How to complete this task
In the lines below, look for "host". Copy each line where it appears.

--- Exercise data Enclosed Below ---

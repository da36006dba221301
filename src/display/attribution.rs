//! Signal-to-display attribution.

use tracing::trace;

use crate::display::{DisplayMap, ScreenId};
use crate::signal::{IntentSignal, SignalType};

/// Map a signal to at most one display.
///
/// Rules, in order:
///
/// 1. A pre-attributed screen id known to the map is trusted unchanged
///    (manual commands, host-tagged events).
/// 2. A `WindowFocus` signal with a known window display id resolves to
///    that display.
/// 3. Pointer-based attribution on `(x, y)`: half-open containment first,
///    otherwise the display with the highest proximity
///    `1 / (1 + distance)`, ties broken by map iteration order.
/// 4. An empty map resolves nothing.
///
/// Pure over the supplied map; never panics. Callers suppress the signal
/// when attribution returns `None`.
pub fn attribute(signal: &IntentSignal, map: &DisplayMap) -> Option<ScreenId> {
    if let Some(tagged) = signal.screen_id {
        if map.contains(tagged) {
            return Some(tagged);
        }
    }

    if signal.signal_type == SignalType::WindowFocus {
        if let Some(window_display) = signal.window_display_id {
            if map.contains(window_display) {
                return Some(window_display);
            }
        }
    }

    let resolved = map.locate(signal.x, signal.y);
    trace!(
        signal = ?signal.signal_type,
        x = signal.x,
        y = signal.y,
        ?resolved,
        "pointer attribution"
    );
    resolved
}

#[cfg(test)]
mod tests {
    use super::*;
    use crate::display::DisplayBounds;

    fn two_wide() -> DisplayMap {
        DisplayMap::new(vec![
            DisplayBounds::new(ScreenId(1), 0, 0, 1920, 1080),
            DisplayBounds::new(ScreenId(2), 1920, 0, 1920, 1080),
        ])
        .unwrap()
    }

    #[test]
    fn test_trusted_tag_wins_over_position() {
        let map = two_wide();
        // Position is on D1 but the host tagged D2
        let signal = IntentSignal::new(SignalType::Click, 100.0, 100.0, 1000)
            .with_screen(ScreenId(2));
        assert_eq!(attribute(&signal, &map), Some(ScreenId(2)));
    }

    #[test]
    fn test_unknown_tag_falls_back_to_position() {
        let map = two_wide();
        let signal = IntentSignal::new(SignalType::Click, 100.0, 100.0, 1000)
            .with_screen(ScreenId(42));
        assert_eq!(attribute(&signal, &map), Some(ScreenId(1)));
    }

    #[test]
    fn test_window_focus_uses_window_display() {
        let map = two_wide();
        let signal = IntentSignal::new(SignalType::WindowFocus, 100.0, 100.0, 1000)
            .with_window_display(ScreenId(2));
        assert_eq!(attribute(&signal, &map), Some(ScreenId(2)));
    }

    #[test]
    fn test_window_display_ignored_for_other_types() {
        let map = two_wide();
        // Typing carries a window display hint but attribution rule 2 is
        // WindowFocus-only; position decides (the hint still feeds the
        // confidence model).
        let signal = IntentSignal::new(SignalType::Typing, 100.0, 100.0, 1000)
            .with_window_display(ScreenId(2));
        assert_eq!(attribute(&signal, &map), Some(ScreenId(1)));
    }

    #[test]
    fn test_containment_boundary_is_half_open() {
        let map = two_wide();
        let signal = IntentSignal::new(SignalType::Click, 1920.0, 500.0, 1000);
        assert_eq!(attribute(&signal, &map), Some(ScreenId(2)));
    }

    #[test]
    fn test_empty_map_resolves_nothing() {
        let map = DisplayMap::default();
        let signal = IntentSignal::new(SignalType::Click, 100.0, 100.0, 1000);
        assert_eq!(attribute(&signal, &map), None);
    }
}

--- End of Enclosed Exercise data ---

Solution to the exercise
///    (manual commands, host-tagged events).
        // Position is on D1 but the host tagged D2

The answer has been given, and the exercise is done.